Its solving problem with security policy. Thank you.
Please, update documentation for security policy in OpenLdap.
Now: "This attribute controls the action taken when an account has had more consecutive failed bind attempts with invalid passwords than is defined by pwdMaxFailure." But pwdLockout : TRUE enables other security blocks too, and this blocks don't work without it.
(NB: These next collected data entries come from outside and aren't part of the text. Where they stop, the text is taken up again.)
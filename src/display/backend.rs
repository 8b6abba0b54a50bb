// src/display/backend.rs
//! Backend - the display driver chosen for an emulator instance.

use crate::config::BackendKind;
use crate::display::driver::{DisplayDriver, DriverConfig};
use crate::display::drivers::{HeadlessDriver, HttpDriver, WindowDriver};
use crate::error::Result;
use crate::frame::SharedFrame;
use log::info;

/// One running display driver. Selected once by `start`; callers only ever
/// go through the `DisplayDriver` capability afterwards.
pub enum Backend {
    Window(WindowDriver),
    Http(HttpDriver),
    Headless(HeadlessDriver),
}

impl Backend {
    /// Starts the driver of the given kind on `frame`.
    pub fn start(kind: BackendKind, config: &DriverConfig, frame: SharedFrame) -> Result<Self> {
        info!(
            "Backend: Starting {:?} driver for {}x{}",
            kind, config.width, config.height
        );
        let backend = match kind {
            BackendKind::Window => Backend::Window(WindowDriver::start(config, frame)?),
            BackendKind::Http => Backend::Http(HttpDriver::start(config, frame)?),
            BackendKind::Headless => Backend::Headless(HeadlessDriver::start(config, frame)?),
        };
        Ok(backend)
    }

    pub fn kind(&self) -> BackendKind {
        match self {
            Backend::Window(_) => BackendKind::Window,
            Backend::Http(_) => BackendKind::Http,
            Backend::Headless(_) => BackendKind::Headless,
        }
    }

    fn driver(&self) -> &dyn DisplayDriver {
        match self {
            Backend::Window(driver) => driver,
            Backend::Http(driver) => driver,
            Backend::Headless(driver) => driver,
        }
    }

    fn driver_mut(&mut self) -> &mut dyn DisplayDriver {
        match self {
            Backend::Window(driver) => driver,
            Backend::Http(driver) => driver,
            Backend::Headless(driver) => driver,
        }
    }

    pub fn publish(&self) -> Result<()> {
        self.driver().publish()
    }

    pub fn is_open(&self) -> bool {
        self.driver().is_open()
    }

    pub fn shutdown(&mut self) -> Result<()> {
        self.driver_mut().shutdown()
    }

    pub fn as_http(&self) -> Option<&HttpDriver> {
        match self {
            Backend::Http(driver) => Some(driver),
            _ => None,
        }
    }

    pub fn as_headless(&self) -> Option<&HeadlessDriver> {
        match self {
            Backend::Headless(driver) => Some(driver),
            _ => None,
        }
    }
}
08.10.09, 11:21, "Clément OUDOT" clem.oudot@gmail.com:
Le 7 octobre 2009 19:51, Evgeniy a écrit :
On releases up to 2.4.16 (2.3.x too) works next config :
overlay ppolicy ppolicy_default "cn=CompanyAccountPolicy,ou=CompanyPolicies,dc=Company,dc=com" ppolicy_hash_cleartext ppolicy_use_lockout
On 2.4.18, 2.4.19 its don't work.
you have to apply a password policy to your > entry, either by setting a default password policy in ppolicy overlay > configuration
How I can do it ?
The configuration looks correct. The pwdAccountLockedTime attribute should deactivate an entry in the directory. Be sure to have a TRUE value in pwdLockout attribute of cn=CompanyAccountPolicy,ou=CompanyPolicies,dc=Company,dc=com Clément.